Top of Materials provided

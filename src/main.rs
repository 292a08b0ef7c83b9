//! hubcheck CLI entry point

fn main() {
    // Initialize structured logging with env-based filter, defaulting to info
    let _ = tracing_subscriber::fmt()
        .with_writer(std::io::stderr)
        .with_env_filter(
            tracing_subscriber::EnvFilter::try_from_default_env()
                .unwrap_or_else(|_| tracing_subscriber::EnvFilter::new("info")),
        )
        .try_init();

    hubcheck::cli::run();
}
//! OS-thread worker pool used by code under test to run blocking calls off the cooperative thread.
//!
//! The harness only needs one thing from a pool: draining every outstanding job before the leak check, so
//! that work returning control to the hub cannot race the snapshot.

use std::any::Any;
use std::sync::Mutex;
use std::thread::{self, JoinHandle};

use thiserror::Error;
use tracing::{debug, warn};

#[derive(Debug, Error)]
pub enum PoolError {
    #[error("failed to spawn worker thread: {0}")]
    Spawn(#[from] std::io::Error),

    #[error("worker panicked: {0}")]
    Panicked(String),
}

/// Pool surface the harness drives during teardown.
pub trait WorkerPool {
    /// Wait for every outstanding job to finish and release the workers.
    fn kill_all(&self);

    /// Number of submitted jobs not yet drained.
    fn outstanding(&self) -> usize;
}

/// Render a panic payload as text.
pub fn panic_message(payload: &(dyn Any + Send)) -> String {
    if let Some(s) = payload.downcast_ref::<&str>() {
        (*s).to_string()
    } else if let Some(s) = payload.downcast_ref::<String>() {
        s.clone()
    } else {
        "non-string panic payload".to_string()
    }
}

/// Thread-per-job pool.
#[derive(Default)]
pub struct ThreadPool {
    jobs: Mutex<Vec<JoinHandle<()>>>,
    next_id: Mutex<u64>,
}

impl ThreadPool {
    pub fn new() -> Self {
        Self::default()
    }

    fn thread_name(&self) -> String {
        let mut next = self.next_id.lock().unwrap_or_else(|e| e.into_inner());
        *next += 1;
        format!("tpool-{}", *next)
    }

    /// Run `f` on a worker thread and block until it returns.
    pub fn execute<F, T>(&self, f: F) -> Result<T, PoolError>
    where
        F: FnOnce() -> T + Send + 'static,
        T: Send + 'static,
    {
        let handle = thread::Builder::new().name(self.thread_name()).spawn(f)?;
        handle.join().map_err(|payload| PoolError::Panicked(panic_message(payload.as_ref())))
    }

    /// Queue `f` in the background. It is joined by [`WorkerPool::kill_all`].
    pub fn submit<F>(&self, f: F) -> Result<(), PoolError>
    where
        F: FnOnce() + Send + 'static,
    {
        let name = self.thread_name();
        debug!(worker = %name, "job submitted");
        let handle = thread::Builder::new().name(name).spawn(f)?;
        self.jobs.lock().unwrap_or_else(|e| e.into_inner()).push(handle);
        Ok(())
    }
}

impl WorkerPool for ThreadPool {
    fn kill_all(&self) {
        let jobs: Vec<JoinHandle<()>> = std::mem::take(&mut *self.jobs.lock().unwrap_or_else(|e| e.into_inner()));
        debug!(count = jobs.len(), "draining worker pool");
        for job in jobs {
            let name = job.thread().name().unwrap_or("tpool").to_string();
            if let Err(payload) = job.join() {
                warn!(worker = %name, "worker panicked: {}", panic_message(payload.as_ref()));
            }
        }
    }

    fn outstanding(&self) -> usize {
        self.jobs.lock().unwrap_or_else(|e| e.into_inner()).len()
    }
}

impl Drop for ThreadPool {
    fn drop(&mut self) {
        self.kill_all();
    }
}
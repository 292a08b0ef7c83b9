//! hubcheck version information.
//!
//! The value is taken from Cargo metadata (`CARGO_PKG_VERSION`) at compile time. Prefer this constant over
//! repeating `env!("CARGO_PKG_VERSION")` in the CLI and reporters.

/// The hubcheck version string (for example, `0.1.0`).
pub const HUBCHECK_VERSION: &str = env!("CARGO_PKG_VERSION");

Bottom of Materials provided

◆ **Task**
Would you transcribe every entry exactly, leaving nothing out?

◆ **Your solution**
filename src/main.rs
repository 292a08b0ef7c83b9
//! hubcheck CLI entry point

fn main() {
    // Initialize structured logging with env-based filter, defaulting to info
    let _ = tracing_subscriber::fmt()
        .with_writer(std::io::stderr)
        .with_env_filter(
            tracing_subscriber::EnvFilter::try_from_default_env()
                .unwrap_or_else(|_| tracing_subscriber::EnvFilter::new("info")),
        )
        .try_init();

    hubcheck::cli::run();
}
//! OS-thread worker pool used by code under test to run blocking calls off the cooperative thread.
//!
//! The harness only needs one thing from a pool: draining every outstanding job before the leak check, so
//! that work returning control to the hub cannot race the snapshot.

use std::any::Any;
use std::sync::Mutex;
use std::thread::{self, JoinHandle};

use thiserror::Error;
use tracing::{debug, warn};

#[derive(Debug, Error)]
pub enum PoolError {
    #[error("failed to spawn worker thread: {0}")]
    Spawn(#[from] std::io::Error),

    #[error("worker panicked: {0}")]
    Panicked(String),
}

/// Pool surface the harness drives during teardown.
pub trait WorkerPool {
    /// Wait for every outstanding job to finish and release the workers.
    fn kill_all(&self);

    /// Number of submitted jobs not yet drained.
    fn outstanding(&self) -> usize;
}

/// Render a panic payload as text.
pub fn panic_message(payload: &(dyn Any + Send)) -> String {
    if let Some(s) = payload.downcast_ref::<&str>() {
        (*s).to_string()
    } else if let Some(s) = payload.downcast_ref::<String>() {
        s.clone()
    } else {
        "non-string panic payload".to_string()
    }
}

/// Thread-per-job pool.
#[derive(Default)]
pub struct ThreadPool {
    jobs: Mutex<Vec<JoinHandle<()>>>,
    next_id: Mutex<u64>,
}

impl ThreadPool {
    pub fn new() -> Self {
        Self::default()
    }

    fn thread_name(&self) -> String {
        let mut next = self.next_id.lock().unwrap_or_else(|e| e.into_inner());
        *next += 1;
        format!("tpool-{}", *next)
    }

    /// Run `f` on a worker thread and block until it returns.
    pub fn execute<F, T>(&self, f: F) -> Result<T, PoolError>
    where
        F: FnOnce() -> T + Send + 'static,
        T: Send + 'static,
    {
        let handle = thread::Builder::new().name(self.thread_name()).spawn(f)?;
        handle.join().map_err(|payload| PoolError::Panicked(panic_message(payload.as_ref())))
    }

    /// Queue `f` in the background. It is joined by [`WorkerPool::kill_all`].
    pub fn submit<F>(&self, f: F) -> Result<(), PoolError>
    where
        F: FnOnce() + Send + 'static,
    {
        let name = self.thread_name();
        debug!(worker = %name, "job submitted");
        let handle = thread::Builder::new().name(name).spawn(f)?;
        self.jobs.lock().unwrap_or_else(|e| e.into_inner()).push(handle);
        Ok(())
    }
}

impl WorkerPool for ThreadPool {
    fn kill_all(&self) {
        let jobs: Vec<JoinHandle<()>> = std::mem::take(&mut *self.jobs.lock().unwrap_or_else(|e| e.into_inner()));
        debug!(count = jobs.len(), "draining worker pool");
        for job in jobs {
            let name = job.thread().name().unwrap_or("tpool").to_string();
            if let Err(payload) = job.join() {
                warn!(worker = %name, "worker panicked: {}", panic_message(payload.as_ref()));
            }
        }
    }

    fn outstanding(&self) -> usize {
        self.jobs.lock().unwrap_or_else(|e| e.into_inner()).len()
    }
}

impl Drop for ThreadPool {
    fn drop(&mut self) {
        self.kill_all();
    }
}
repository 292a08b0ef7c83b9
//! hubcheck version information.
//!
//! The value is taken from Cargo metadata (`CARGO_PKG_VERSION`) at compile time. Prefer this constant over
//! repeating `env!("CARGO_PKG_VERSION")` in the CLI and reporters.

/// The hubcheck version string (for example, `0.1.0`).
pub const HUBCHECK_VERSION: &str = env!("CARGO_PKG_VERSION");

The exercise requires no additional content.